O pré-candidato ao Senado Federal Bruno Bolsonaro Scheid (PL) criticou a operação realizada pela Polícia Federal contra garimpeiros que atuam no Rio Madeira e afirmou que o Estado precisa deixar de tratar trabalhadores como criminosos.
Segundo Scheid, a atividade garimpeira sustenta milhares de famílias em Rondônia e faz parte da história econômica do estado. Para ele, quem trabalha para garantir o sustento de casa não pode ser colocado no mesmo patamar de organizações criminosas.
"Garimpeiro não é bandido. É trabalhador. O que precisa ser combatido é o crime organizado, e não quem acorda cedo, enfrenta o sol e tira da terra o sustento da própria família."
Na avaliação do pré-candidato, o problema não está no trabalhador, mas na ausência de uma política séria de regulamentação da atividade mineral. Para Scheid, enquanto o poder público insiste em operações ostensivas, milhares de famílias permanecem sem segurança jurídica para exercer uma profissão que movimenta a economia de Rondônia há décadas.

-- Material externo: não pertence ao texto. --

//! Timeout-bounded HTTP fetch.

use std::future::Future;
use std::time::Duration;

use reqwest::header::{HeaderMap, HeaderValue, CACHE_CONTROL};
use reqwest::{Client, Method, Response};

use super::ProbeError;

/// Request options for [`fetch_with_timeout`].
#[derive(Debug, Clone)]
pub struct RequestOptions {
    pub method: Method,
    pub headers: HeaderMap,
}

impl Default for RequestOptions {
    /// A `GET` that bypasses intermediate caches.
    fn default() -> Self {
        let mut headers = HeaderMap::new();
        headers.insert(CACHE_CONTROL, HeaderValue::from_static("no-cache"));
        Self {
            method: Method::GET,
            headers,
        }
    }
}

/// Race `request` against a single countdown of `timeout`.
///
/// If the request settles first its result is returned and the countdown is
/// dropped. If the countdown elapses first the request future is dropped,
/// which aborts whatever it had in flight, and `ProbeError::Timeout` is
/// returned. Both the request and the timer are owned by this call, so
/// neither outlives it on any exit path.
pub async fn with_timeout<F, T, E>(request: F, timeout: Duration) -> Result<T, ProbeError>
where
    F: Future<Output = Result<T, E>>,
    E: Into<ProbeError>,
{
    match tokio::time::timeout(timeout, request).await {
        Ok(result) => result.map_err(Into::into),
        Err(_) => Err(ProbeError::Timeout(timeout)),
    }
}

/// Issue an HTTP request to `url`, aborting it after `timeout`.
///
/// The response status and body are not inspected.
pub async fn fetch_with_timeout(
    client: &Client,
    url: &str,
    timeout: Duration,
    options: &RequestOptions,
) -> Result<Response, ProbeError> {
    let request = client.request(options.method.clone(), url).headers(options.headers.clone());
    with_timeout(request.send(), timeout).await
}
//! Runtime settings.
//!
//! Settings are layered, lowest precedence first: built-in defaults, an
//! optional TOML file, `NETWATCH_*` environment variables, then command-line
//! overrides.
//!
//! ```toml
//! probe_url = "https://connectivitycheck.gstatic.com/generate_204"
//! poll_interval = "10s"
//! probe_timeout = "5s"
//! signal_interval = "1s"
//! log_filter = "netwatch=info"
//! ```

use std::path::Path;
use std::time::Duration;

use config::{Config, Environment, File, FileFormat};
use serde::Deserialize;
use thiserror::Error;

use crate::data::duration::serde_str;
use crate::probe::DEFAULT_PROBE_URL;

/// Errors raised while loading settings.
#[derive(Debug, Error)]
pub enum ConfigError {
    /// A source could not be read or a value had the wrong type.
    #[error("Failed to load configuration: {0}")]
    Load(#[from] config::ConfigError),

    /// Values were readable but do not make sense together.
    #[error("Invalid configuration: {0}")]
    Invalid(String),
}

/// Fully resolved settings.
#[derive(Debug, Clone, Deserialize)]
pub struct Settings {
    /// URL probed on every tick.
    pub probe_url: String,
    /// Time between polling ticks.
    #[serde(deserialize_with = "serde_str::deserialize")]
    pub poll_interval: Duration,
    /// Deadline for a single probe; must be shorter than `poll_interval`.
    #[serde(deserialize_with = "serde_str::deserialize")]
    pub probe_timeout: Duration,
    /// How often the OS route table is re-checked.
    #[serde(deserialize_with = "serde_str::deserialize")]
    pub signal_interval: Duration,
    /// `tracing` filter directive used when `RUST_LOG` is not set.
    pub log_filter: String,
}

/// Values supplied on the command line. `None` leaves the lower layers alone.
#[derive(Debug, Clone, Default)]
pub struct SettingsOverrides {
    pub probe_url: Option<String>,
    pub poll_interval: Option<String>,
    pub probe_timeout: Option<String>,
    pub log_filter: Option<String>,
}

impl Settings {
    /// Load settings from defaults, `path` (if any), the environment and `overrides`.
    pub fn load(path: Option<&Path>, overrides: &SettingsOverrides) -> Result<Self, ConfigError> {
        Self::load_with_env(path, overrides, None)
    }

    /// Like [`load`](Self::load) but reads environment variables from `env`
    /// instead of the process environment when given.
    fn load_with_env(
        path: Option<&Path>,
        overrides: &SettingsOverrides,
        env: Option<config::Map<String, String>>,
    ) -> Result<Self, ConfigError> {
        let mut builder = Config::builder()
            .set_default("probe_url", DEFAULT_PROBE_URL)?
            .set_default("poll_interval", "10s")?
            .set_default("probe_timeout", "5s")?
            .set_default("signal_interval", "1s")?
            .set_default("log_filter", "info")?;

        if let Some(path) = path {
            builder = builder.add_source(File::from(path).format(FileFormat::Toml));
        }

        let settings: Settings = builder
            .add_source(Environment::with_prefix("NETWATCH").source(env))
            .set_override_option("probe_url", overrides.probe_url.clone())?
            .set_override_option("poll_interval", overrides.poll_interval.clone())?
            .set_override_option("probe_timeout", overrides.probe_timeout.clone())?
            .set_override_option("log_filter", overrides.log_filter.clone())?
            .build()?
            .try_deserialize()?;

        settings.validate()?;
        Ok(settings)
    }

    /// Check cross-field constraints.
    pub fn validate(&self) -> Result<(), ConfigError> {
        let url = reqwest::Url::parse(&self.probe_url)
            .map_err(|e| ConfigError::Invalid(format!("probe_url {:?}: {}", self.probe_url, e)))?;
        if !matches!(url.scheme(), "http" | "https") {
            return Err(ConfigError::Invalid(format!(
                "probe_url must be http or https, got {}",
                url.scheme()
            )));
        }

        for (name, value) in [
            ("poll_interval", self.poll_interval),
            ("probe_timeout", self.probe_timeout),
            ("signal_interval", self.signal_interval),
        ] {
            if value.is_zero() {
                return Err(ConfigError::Invalid(format!("{} must be greater than zero", name)));
            }
        }

        // At most one probe may be in flight at a time
        if self.probe_timeout >= self.poll_interval {
            return Err(ConfigError::Invalid(format!(
                "probe_timeout ({:?}) must be shorter than poll_interval ({:?})",
                self.probe_timeout, self.poll_interval
            )));
        }

        Ok(())
    }
}
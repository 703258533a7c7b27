//! Native reachability signal abstraction.
//!
//! The OS can tell us whether the host has a route to the outside world, which
//! is cheaper and faster than an HTTP probe but weaker: a route does not mean
//! a remote host actually answers. The scheduler uses this signal as a fast
//! path and the HTTP probe as ground truth.

mod channel;
mod route;

pub use channel::ChannelSignal;
pub use route::{route_available, RouteSignal, DEFAULT_ROUTE_TARGET};

use std::fmt::Debug;

use tokio::sync::watch;

/// Source of "became reachable" / "became unreachable" notifications.
///
/// # Example
///
/// ```
/// use netwatch::signal::{ChannelSignal, ReachabilitySignal};
///
/// let (tx, signal) = ChannelSignal::create(true, "test");
/// assert!(signal.is_reachable());
///
/// tx.send(false).unwrap();
/// assert!(!signal.is_reachable());
/// ```
pub trait ReachabilitySignal: Send + Sync + Debug {
    /// Current reachability, sampled without blocking.
    fn is_reachable(&self) -> bool;

    /// Subscribe to reachability changes.
    ///
    /// The receiver yields a new value only when reachability flips.
    fn subscribe(&self) -> watch::Receiver<bool>;

    /// Returns a human-readable description of the signal.
    fn description(&self) -> &str;
}
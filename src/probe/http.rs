//! HTTP reachability probe.

use std::time::Duration;

use async_trait::async_trait;
use reqwest::Client;
use tracing::debug;

use super::{fetch_with_timeout, ProbeError, Prober, RequestOptions};

/// Well-known endpoint that answers `204 No Content` to anyone.
pub const DEFAULT_PROBE_URL: &str = "https://connectivitycheck.gstatic.com/generate_204";

/// Probes a fixed URL with a bounded-latency request.
///
/// Any response at all, regardless of status code, counts as reachable.
///
/// # Example
///
/// ```no_run
/// use std::time::Duration;
/// use netwatch::probe::{HttpProber, Prober};
///
/// # tokio_test::block_on(async {
/// let prober = HttpProber::builder()
///     .url("https://example.com/")
///     .timeout(Duration::from_secs(5))
///     .build()
///     .unwrap();
///
/// let online = prober.probe().await.is_ok();
/// # });
/// ```
#[derive(Debug, Clone)]
pub struct HttpProber {
    client: Client,
    url: String,
    timeout: Duration,
    options: RequestOptions,
}

impl HttpProber {
    /// Create a new builder for configuring the prober.
    pub fn builder() -> HttpProberBuilder {
        HttpProberBuilder::default()
    }

    pub fn url(&self) -> &str {
        &self.url
    }

    pub fn timeout(&self) -> Duration {
        self.timeout
    }
}

#[async_trait]
impl Prober for HttpProber {
    async fn probe(&self) -> Result<(), ProbeError> {
        let response = fetch_with_timeout(&self.client, &self.url, self.timeout, &self.options).await?;
        debug!(url = %self.url, status = %response.status(), "probe settled");
        Ok(())
    }

    fn target(&self) -> &str {
        &self.url
    }
}

/// Builder for [`HttpProber`].
#[derive(Debug, Clone)]
pub struct HttpProberBuilder {
    url: String,
    timeout: Duration,
    options: RequestOptions,
}

impl Default for HttpProberBuilder {
    fn default() -> Self {
        Self {
            url: DEFAULT_PROBE_URL.to_string(),
            timeout: Duration::from_millis(5000),
            options: RequestOptions::default(),
        }
    }
}

impl HttpProberBuilder {
    /// Set the URL to probe.
    pub fn url(mut self, url: impl Into<String>) -> Self {
        self.url = url.into();
        self
    }

    /// Set the probe timeout.
    pub fn timeout(mut self, timeout: Duration) -> Self {
        self.timeout = timeout;
        self
    }

    /// Set the request options (method, headers).
    pub fn options(mut self, options: RequestOptions) -> Self {
        self.options = options;
        self
    }

    /// Build the prober.
    pub fn build(self) -> Result<HttpProber, ProbeError> {
        let client = Client::builder().build()?;
        Ok(HttpProber {
            client,
            url: self.url,
            timeout: self.timeout,
            options: self.options,
        })
    }
}
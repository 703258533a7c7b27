//! Connectivity status and history entry types.

use std::fmt;

use chrono::{DateTime, Local};
use serde::{Deserialize, Serialize};

/// Whether the host can currently reach the network.
///
/// There is deliberately no "unknown" or "checking" member: a probe in flight
/// leaves the status unchanged.
#[derive(Debug, Clone, Copy, PartialEq, Eq, Hash, Serialize, Deserialize)]
#[serde(rename_all = "lowercase")]
pub enum ConnectivityStatus {
    Online,
    Offline,
}

impl ConnectivityStatus {
    /// Map a reachability flag onto a status.
    pub fn from_reachable(reachable: bool) -> Self {
        if reachable {
            ConnectivityStatus::Online
        } else {
            ConnectivityStatus::Offline
        }
    }

    /// Lowercase label used in tables and `--once` output.
    pub fn label(&self) -> &'static str {
        match self {
            ConnectivityStatus::Online => "online",
            ConnectivityStatus::Offline => "offline",
        }
    }

    /// Uppercase form used for the terminal window title.
    pub fn title(&self) -> &'static str {
        match self {
            ConnectivityStatus::Online => "ONLINE",
            ConnectivityStatus::Offline => "OFFLINE",
        }
    }

    /// Glyph shown next to the status; filled when online.
    pub fn icon(&self) -> &'static str {
        match self {
            ConnectivityStatus::Online => "●",
            ConnectivityStatus::Offline => "○",
        }
    }

    pub fn is_online(&self) -> bool {
        matches!(self, ConnectivityStatus::Online)
    }
}

impl fmt::Display for ConnectivityStatus {
    fn fmt(&self, f: &mut fmt::Formatter<'_>) -> fmt::Result {
        f.write_str(self.label())
    }
}

/// A single recorded status transition.
#[derive(Debug, Clone, PartialEq, Eq, Serialize, Deserialize)]
pub struct HistoryEntry {
    pub status: ConnectivityStatus,
    pub timestamp: DateTime<Local>,
}

impl HistoryEntry {
    pub fn new(status: ConnectivityStatus, timestamp: DateTime<Local>) -> Self {
        Self { status, timestamp }
    }
}
//! Read-only feed of session snapshots for the presentation layer.

use tokio::sync::watch;

use crate::data::SessionState;

/// Receives session snapshots published by the scheduler.
///
/// `poll` never blocks, so it can be called from a synchronous render loop.
#[derive(Debug)]
pub struct SessionFeed {
    receiver: watch::Receiver<SessionState>,
    /// Track if we've returned the initial value yet
    initial_returned: bool,
}

impl SessionFeed {
    pub fn new(receiver: watch::Receiver<SessionState>) -> Self {
        Self {
            receiver,
            initial_returned: false,
        }
    }

    /// A feed that only ever yields `state`.
    pub fn fixed(state: SessionState) -> Self {
        let (_tx, rx) = watch::channel(state);
        Self::new(rx)
    }

    /// Poll for the latest snapshot.
    ///
    /// Returns the current snapshot on the first call, then `Some` only when
    /// the scheduler has published something new.
    pub fn poll(&mut self) -> Option<SessionState> {
        if !self.initial_returned {
            self.initial_returned = true;
            return Some(self.receiver.borrow_and_update().clone());
        }

        if self.receiver.has_changed().unwrap_or(false) {
            Some(self.receiver.borrow_and_update().clone())
        } else {
            None
        }
    }

    /// Returns `false` once the scheduler has stopped publishing.
    pub fn is_connected(&self) -> bool {
        self.receiver.has_changed().is_ok()
    }
}

#[cfg(test)]
mod tests {
    use super::*;
    use crate::data::ConnectivityStatus;

    #[test]
    fn test_feed_returns_initial_then_changes() {
        let (tx, rx) = watch::channel(SessionState::new(ConnectivityStatus::Online));
        let mut feed = SessionFeed::new(rx);

        assert!(feed.poll().is_some());
        assert!(feed.poll().is_none());

        let mut next = SessionState::new(ConnectivityStatus::Online);
        next.report_offline();
        tx.send(next).unwrap();

        let state = feed.poll().unwrap();
        assert_eq!(state.current_status(), ConnectivityStatus::Offline);
        assert!(feed.is_connected());
    }

    #[test]
    fn test_fixed_feed_disconnected() {
        let mut feed = SessionFeed::fixed(SessionState::new(ConnectivityStatus::Offline));
        let state = feed.poll().unwrap();
        assert_eq!(state.current_status(), ConnectivityStatus::Offline);
        assert!(feed.poll().is_none());
        assert!(!feed.is_connected());
    }
}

"O Estado deveria cumprir seu papel de regulamentar, fiscalizar e punir quem age fora da lei. Mas não pode transformar todo garimpeiro em suspeito apenas por exercer sua atividade", afirmou.
Bruno Scheid defende que as forças de segurança concentrem seus esforços no combate às facções criminosas, ao tráfico de drogas, ao contrabando e aos demais crimes que ameaçam a população. Para ele, criminalizar quem vive do garimpo não resolve os problemas da Amazônia e apenas amplia a insegurança de milhares de trabalhadores.
"O ouro retirado do Rio Madeira não é produto do crime. É riqueza produzida por homens e mulheres que querem apenas trabalhar com dignidade. Regularizar é trazer essas pessoas para dentro da lei, garantindo fiscalização, proteção ambiental e segurança jurídica."
Para o pré-candidato, Rondônia precisa abandonar a lógica da perseguição e construir um modelo que una desenvolvimento econômico, respeito ao meio ambiente e valorização do trabalhador.
"Garimpeiro não é bandido. Bandido é quem integra facções, quem trafica drogas, quem rouba e aterroriza a população. O trabalhador merece respeito, não perseguição."